■ Entries provided ■
use anyhow::{Context, Result};
use serde_json::Value;
use sha2::{Digest, Sha256};
use std::fs;

pub mod secrets;
pub mod types;

pub use types::*;

/// Load + merge YAML files in order, then canonicalize to JSON and hash.
/// Later files override earlier files via deep-merge.
pub fn load_layered_yaml(paths: &[&str]) -> Result<LoadedConfig> {
    let mut merged = Value::Object(Default::default());

    for p in paths {
        let s = fs::read_to_string(p).with_context(|| format!("read config: {p}"))?;
        let yaml_val: serde_yaml::Value =
            serde_yaml::from_str(&s).with_context(|| format!("parse yaml: {p}"))?;
        let json_val = serde_json::to_value(yaml_val).context("yaml->json conversion failed")?;
        deep_merge(&mut merged, json_val);
    }

    // Canonicalize (stable key order) by round-tripping through serde_json::to_string,
    // which orders keys deterministically for maps (BTreeMap) only if we ensure sorting.
    // So we implement a manual canonicalization step that sorts object keys.
    let canonical = canonicalize_json(&merged);

    // Hash canonical bytes
    let mut hasher = Sha256::new();
    hasher.update(canonical.as_bytes());
    let hash = hex::encode(hasher.finalize());

    Ok(LoadedConfig {
        config_json: serde_json::from_str(&canonical).context("canonical json parse failed")?,
        canonical_json: canonical,
        config_hash: hash,
    })
}

/// The result of loading and hashing the layered configuration. Immutable for
/// the lifetime of a run — the core does not support live-reload.
#[derive(Debug, Clone)]
pub struct LoadedConfig {
    pub config_json: Value,
    pub canonical_json: String,
    pub config_hash: String,
}

impl LoadedConfig {
    /// Parse the typed coordination-core sections out of the loaded JSON.
    pub fn core_config(&self) -> Result<CoreConfig> {
        CoreConfig::from_config_json(&self.config_json)
    }
}

/// Deep-merge: objects merge recursively; arrays replaced; scalars overwritten.
fn deep_merge(dst: &mut Value, src: Value) {
    match (dst, src) {
        (Value::Object(dst_map), Value::Object(src_map)) => {
            for (k, v) in src_map {
                match dst_map.get_mut(&k) {
                    Some(existing) => deep_merge(existing, v),
                    None => {
                        dst_map.insert(k, v);
                    }
                }
            }
        }
        (dst_slot, src_val) => {
            *dst_slot = src_val;
        }
    }
}

/// Canonicalize JSON by sorting all object keys recursively and emitting compact JSON.
fn canonicalize_json(v: &Value) -> String {
    let sorted = sort_keys(v);
    serde_json::to_string(&sorted).expect("json serialization must not fail")
}

fn sort_keys(v: &Value) -> Value {
    match v {
        Value::Object(map) => {
            let mut keys: Vec<_> = map.keys().cloned().collect();
            keys.sort();
            let mut new = serde_json::Map::new();
            for k in keys {
                new.insert(k.clone(), sort_keys(&map[&k]));
            }
            Value::Object(new)
        }
        Value::Array(arr) => Value::Array(arr.iter().map(sort_keys).collect()),
        _ => v.clone(),
    }
}
//! mqk-position-monitor — §4.I PositionMonitor.
//!
//! Drives `mqk_sltp::tick` from streaming mark prices, reconciles Order/
//! Position state from the venue's order-update stream, and runs a 30s
//! periodic safety net so protection transitions make progress even if a
//! stream event is dropped.

mod monitor;
mod types;

pub use monitor::PositionMonitor;
pub use types::MonitoredPosition;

■ What the task asks ■
Nothing should be missing: every line above must be reproduced exactly.

■ Expected output ■
use anyhow::{Context, Result};
use serde_json::Value;
use sha2::{Digest, Sha256};
use std::fs;

pub mod secrets;
pub mod types;

pub use types::*;

/// Load + merge YAML files in order, then canonicalize to JSON and hash.
/// Later files override earlier files via deep-merge.
pub fn load_layered_yaml(paths: &[&str]) -> Result<LoadedConfig> {
    let mut merged = Value::Object(Default::default());

    for p in paths {
        let s = fs::read_to_string(p).with_context(|| format!("read config: {p}"))?;
        let yaml_val: serde_yaml::Value =
            serde_yaml::from_str(&s).with_context(|| format!("parse yaml: {p}"))?;
        let json_val = serde_json::to_value(yaml_val).context("yaml->json conversion failed")?;
        deep_merge(&mut merged, json_val);
    }

    // Canonicalize (stable key order) by round-tripping through serde_json::to_string,
    // which orders keys deterministically for maps (BTreeMap) only if we ensure sorting.
    // So we implement a manual canonicalization step that sorts object keys.
    let canonical = canonicalize_json(&merged);

    // Hash canonical bytes
    let mut hasher = Sha256::new();
    hasher.update(canonical.as_bytes());
    let hash = hex::encode(hasher.finalize());

    Ok(LoadedConfig {
        config_json: serde_json::from_str(&canonical).context("canonical json parse failed")?,
        canonical_json: canonical,
        config_hash: hash,
    })
}

/// The result of loading and hashing the layered configuration. Immutable for
/// the lifetime of a run — the core does not support live-reload.
#[derive(Debug, Clone)]
pub struct LoadedConfig {
    pub config_json: Value,
    pub canonical_json: String,
    pub config_hash: String,
}

impl LoadedConfig {
    /// Parse the typed coordination-core sections out of the loaded JSON.
    pub fn core_config(&self) -> Result<CoreConfig> {
        CoreConfig::from_config_json(&self.config_json)
    }
}

/// Deep-merge: objects merge recursively; arrays replaced; scalars overwritten.
fn deep_merge(dst: &mut Value, src: Value) {
    match (dst, src) {
        (Value::Object(dst_map), Value::Object(src_map)) => {
            for (k, v) in src_map {
                match dst_map.get_mut(&k) {
                    Some(existing) => deep_merge(existing, v),
                    None => {
                        dst_map.insert(k, v);
                    }
                }
            }
        }
        (dst_slot, src_val) => {
            *dst_slot = src_val;
        }
    }
}

/// Canonicalize JSON by sorting all object keys recursively and emitting compact JSON.
fn canonicalize_json(v: &Value) -> String {
    let sorted = sort_keys(v);
    serde_json::to_string(&sorted).expect("json serialization must not fail")
}

fn sort_keys(v: &Value) -> Value {
    match v {
        Value::Object(map) => {
            let mut keys: Vec<_> = map.keys().cloned().collect();
            keys.sort();
            let mut new = serde_json::Map::new();
            for k in keys {
                new.insert(k.clone(), sort_keys(&map[&k]));
            }
            Value::Object(new)
        }
        Value::Array(arr) => Value::Array(arr.iter().map(sort_keys).collect()),
        _ => v.clone(),
    }
}
//! mqk-position-monitor — §4.I PositionMonitor.
//!
//! Drives `mqk_sltp::tick` from streaming mark prices, reconciles Order/
//! Position state from the venue's order-update stream, and runs a 30s
//! periodic safety net so protection transitions make progress even if a
//! stream event is dropped.

mod monitor;
mod types;

pub use monitor::PositionMonitor;
pub use types::MonitoredPosition;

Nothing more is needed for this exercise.